Andy Burns is another young, versatile infielder/outfielder coming up within the organization who has time at Triple-A under his belt. Also 25, Burns had a tremendous first half in Dunedin in 2013 to really put his name out there. He’s had very solid numbers in Double-A and had a good season in Triple-A, playing all over the field. Burns has embraced his utility role and wants to be able to play anywhere on the diamond. Coming from shortstop, that’s probably possible but not necessarily desired. The one concern with Burns’s 2015 season was that his power really dropped off from previous seasons. I’d like to see Burns recreate his .293 average and .351 OBP from Buffalo last year but adding maybe 10 doubles (to his 26 last year) and another 10 home runs (to four last year), something that I certainly think he’s capable of.
Matthew Dean is a 2011 13th rounder who, at the age of 23 is starting to enter his “let’s see what you can do” years. He had a solid season last year with Dunedin, hitting .253/.313/.410 and was tied for second in the Florida State League with 14 home runs but he also struck out 139 times and there’s far too much swing-and-miss in his game. I’d like to see him in Double-A and see if he can cut down on the strikeouts.
Rowdy Tellez is another first baseman who is much younger (still 20) and with a little more upside at this point. Rowdy ramrodded his way through A-ball last year, hitting a combined .289/.347/.454 with 14 home runs (seven at each level) between Lansing and Dunedin before his season was cut short by a broken bone in his wrist. He played in the Arizona Fall League and impressed there as well, hitting .293/.352/.488 in 91 plate appearances. All of Rowdy’s value is in his bat and he’ll get a real chance to play in Double-A this year and his left-handed swing should match up well with environment at Northeast Delta Dental Stadium in New Hampshire.

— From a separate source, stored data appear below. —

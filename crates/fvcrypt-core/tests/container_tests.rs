//! End-to-end container scenarios: growth, persistence, boundary crossing,
//! and composition over different storage backends.

mod common;

use std::io::{Cursor, Read, Seek, SeekFrom, Write};

use fvcrypt_core::container::header::ContainerHeader;
use fvcrypt_core::crypto::chunk::ChunkCryptor;
use fvcrypt_core::crypto::keys::KeyMaterial;
use fvcrypt_core::{CHUNK_SIZE, FileVaultFile, HEADER_SIZE, ImageCreator};
use hex_literal::hex;

use common::{KEY_HEX, OTHER_KEY_HEX, fresh_container, pattern};

fn test_cryptor() -> ChunkCryptor {
    let keys = KeyMaterial::new(
        hex!("000102030405060708090a0b0c0d0e0f"),
        hex!("101112131415161718191a1b1c1d1e1f20212223"),
    );
    ChunkCryptor::new(&keys)
}

/// Decode the header out of raw container bytes.
fn decode_header(bytes: &[u8]) -> fvcrypt_core::V2Header {
    match ContainerHeader::decode(bytes).expect("container header should decode") {
        ContainerHeader::V2(header) => header,
        other => panic!("expected a V2 header, got {other:?}"),
    }
}

#[test]
fn write_5000_bytes_survives_close_and_reopen() {
    let mut storage = fresh_container();
    let data = pattern(5000, 3);

    {
        let mut file = FileVaultFile::open(&mut storage, KEY_HEX).unwrap();
        assert_eq!(file.len(), 0);
        assert_eq!(file.write(&data).unwrap(), 5000);
        assert_eq!(file.len(), 5000);

        file.seek(0).unwrap();
        let mut back = vec![0u8; 5000];
        assert_eq!(file.read(&mut back).unwrap(), 5000);
        assert_eq!(back, data);

        file.close().unwrap();
    }

    // Reopen with the same key: size and content are unchanged.
    let mut file = FileVaultFile::open(storage, KEY_HEX).unwrap();
    assert_eq!(file.len(), 5000);
    let mut back = vec![0u8; 5000];
    file.read(&mut back).unwrap();
    assert_eq!(back, data);
}

#[test]
fn boundary_write_lands_in_both_chunks() {
    let mut storage = fresh_container();
    let data = pattern(10, 0x40);

    {
        let mut file = FileVaultFile::open(&mut storage, KEY_HEX).unwrap();
        file.seek(4090).unwrap();
        file.write(&data).unwrap();
        assert_eq!(file.len(), 4100);
        file.close().unwrap();
    }

    // Independently decrypt both chunks straight from the ciphertext region.
    let bytes = storage.into_inner();
    let cryptor = test_cryptor();
    let header = decode_header(&bytes);
    assert_eq!(header.data_offset, HEADER_SIZE as u64);

    let region = &bytes[HEADER_SIZE..];
    let mut chunk0 = region[..CHUNK_SIZE].to_vec();
    let mut chunk1 = region[CHUNK_SIZE..2 * CHUNK_SIZE].to_vec();
    cryptor.decrypt_chunk(0, &mut chunk0);
    cryptor.decrypt_chunk(1, &mut chunk1);

    assert_eq!(&chunk0[4090..], &data[..6]);
    assert_eq!(&chunk1[..4], &data[6..]);
    // Bytes never written stay zero.
    assert!(chunk0[..4090].iter().all(|&b| b == 0));
    assert!(chunk1[4..].iter().all(|&b| b == 0));
}

#[test]
fn growth_is_persisted_in_the_header() {
    let mut storage = fresh_container();

    {
        let mut file = FileVaultFile::open(&mut storage, KEY_HEX).unwrap();
        file.seek(10_000).unwrap();
        file.write(&pattern(50, 9)).unwrap();
        assert_eq!(file.len(), 10_050);
        file.close().unwrap();
    }

    let header = decode_header(storage.get_ref());
    assert_eq!(header.data_size, 10_050);
}

#[test]
fn reads_and_writes_spanning_several_chunks() {
    let mut file = FileVaultFile::open(fresh_container(), KEY_HEX).unwrap();
    let data = pattern(3 * CHUNK_SIZE, 7);

    file.seek(100).unwrap();
    file.write(&data).unwrap();
    assert_eq!(file.len(), 100 + data.len() as u64);
    assert_eq!(file.tell(), 100 + data.len() as u64);

    file.seek(100).unwrap();
    let mut back = vec![0u8; data.len()];
    file.read(&mut back).unwrap();
    assert_eq!(back, data);

    // A read that straddles just one boundary.
    file.seek(CHUNK_SIZE as u64 + 90).unwrap();
    let mut window = [0u8; 20];
    file.read(&mut window).unwrap();
    assert_eq!(&window[..], &data[CHUNK_SIZE - 10..CHUNK_SIZE + 10]);
}

#[test]
fn sequential_small_writes_concatenate() {
    let mut file = FileVaultFile::open(fresh_container(), KEY_HEX).unwrap();
    for piece in [&b"one"[..], b"two", b"three"] {
        file.write(piece).unwrap();
    }
    assert_eq!(file.len(), 11);

    file.seek(0).unwrap();
    let mut back = [0u8; 11];
    file.read(&mut back).unwrap();
    assert_eq!(&back, b"onetwothree");
}

#[test]
fn wrong_key_garbles_content_without_error() {
    let mut storage = fresh_container();
    let data = pattern(2000, 1);

    {
        let mut file = FileVaultFile::open(&mut storage, KEY_HEX).unwrap();
        file.write(&data).unwrap();
        file.close().unwrap();
    }

    // The format has no MAC: a wrong key opens fine and reads garbage.
    let mut file = FileVaultFile::open(storage, OTHER_KEY_HEX).unwrap();
    assert_eq!(file.len(), 2000);
    let mut back = vec![0u8; 2000];
    file.read(&mut back).unwrap();
    assert_ne!(back, data);
}

#[test]
fn ciphertext_region_holds_no_plaintext() {
    let mut storage = fresh_container();
    let data = vec![0x5A; 3 * CHUNK_SIZE];

    {
        let mut file = FileVaultFile::open(&mut storage, KEY_HEX).unwrap();
        file.write(&data).unwrap();
        file.close().unwrap();
    }

    let region = &storage.get_ref()[HEADER_SIZE..];
    assert_eq!(region.len(), 3 * CHUNK_SIZE);
    // A constant plaintext must not show through in any chunk.
    for chunk in region.chunks(CHUNK_SIZE) {
        assert!(chunk.iter().any(|&b| b != 0x5A));
    }
}

#[test]
fn file_backed_storage_round_trip() {
    let mut backing = tempfile::tempfile().unwrap();
    ImageCreator::new().create(&mut backing).unwrap();
    let data = pattern(CHUNK_SIZE + 500, 5);

    {
        let mut file = FileVaultFile::open(&mut backing, KEY_HEX).unwrap();
        file.write(&data).unwrap();
        file.close().unwrap();
    }

    backing.seek(SeekFrom::Start(0)).unwrap();
    let mut file = FileVaultFile::open(backing, KEY_HEX).unwrap();
    assert_eq!(file.len(), data.len() as u64);
    let mut back = vec![0u8; data.len()];
    file.read(&mut back).unwrap();
    assert_eq!(back, data);
}

#[test]
fn decrypted_views_stack() {
    // A FileVaultFile is itself Storage, so a container can live inside the
    // plaintext of another container.
    let mut outer_storage = fresh_container();
    {
        let mut outer = FileVaultFile::open(&mut outer_storage, KEY_HEX).unwrap();
        ImageCreator::new().create(&mut outer).unwrap();

        let mut inner = FileVaultFile::open(&mut outer, OTHER_KEY_HEX).unwrap();
        inner.write(b"nested plaintext").unwrap();
        inner.close().unwrap();
        outer.close().unwrap();
    }

    let mut outer = FileVaultFile::open(&mut outer_storage, KEY_HEX).unwrap();
    let mut inner = FileVaultFile::open(&mut outer, OTHER_KEY_HEX).unwrap();
    assert_eq!(inner.len(), 16);
    let mut back = [0u8; 16];
    inner.read(&mut back).unwrap();
    assert_eq!(&back, b"nested plaintext");

    // Release the nested views so the mutable borrow of `outer_storage` ends
    // before we inspect its raw bytes below.
    drop(inner);
    drop(outer);

    // The outer ciphertext region must not leak the nested plaintext.
    let raw = outer_storage.get_ref();
    assert!(
        !raw.windows(6).any(|w| w == b"nested"),
        "nested plaintext visible in outer ciphertext"
    );
}

#[test]
fn std_io_copy_through_the_view() {
    let mut file = FileVaultFile::open(fresh_container(), KEY_HEX).unwrap();
    let data = pattern(2 * CHUNK_SIZE + 77, 11);

    let mut source = Cursor::new(data.clone());
    std::io::copy(&mut source, &mut file).unwrap();
    assert_eq!(file.len(), data.len() as u64);

    Seek::seek(&mut file, SeekFrom::Start(0)).unwrap();
    let mut back = Vec::new();
    Read::by_ref(&mut file)
        .take(data.len() as u64)
        .read_to_end(&mut back)
        .unwrap();
    assert_eq!(back, data);

    Write::flush(&mut file).unwrap();
}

Richard Urena is the final homegrown player to get the invite. Urena shot up the depth charts in 2015 thanks to solid defense, an improving right-handed swing and surprising power. He hit 16 home runs last year including a team-leading 15 in Lansing. The biggest hitch in his game is his inability to walk. If he can be more patient, you’ll see him move up quickly.
Of all of these players, none really has much of a chance to make the big leagues with Adams probably the best fit in case of an injury to Ryan Goins (in the early part of the season). Meir is probably more of a “let’s see if we can get something out of this guy” and Kotchman is a veteran who could step in in case of injury to one (or two) of the three players capable of playing the position in Toronto, but it’ll probably take two injuries to get him to the majors.
Of the younger guys, Burns is probably the closest, with the most time in Triple-A already while Berti is also close. Tellez has a ton of guys ahead of him on the depth chart and so does Dean (including Tellez). Urena is still a good couple of seasons away and the presence of Tulowitzki gives him a ton of time to get there.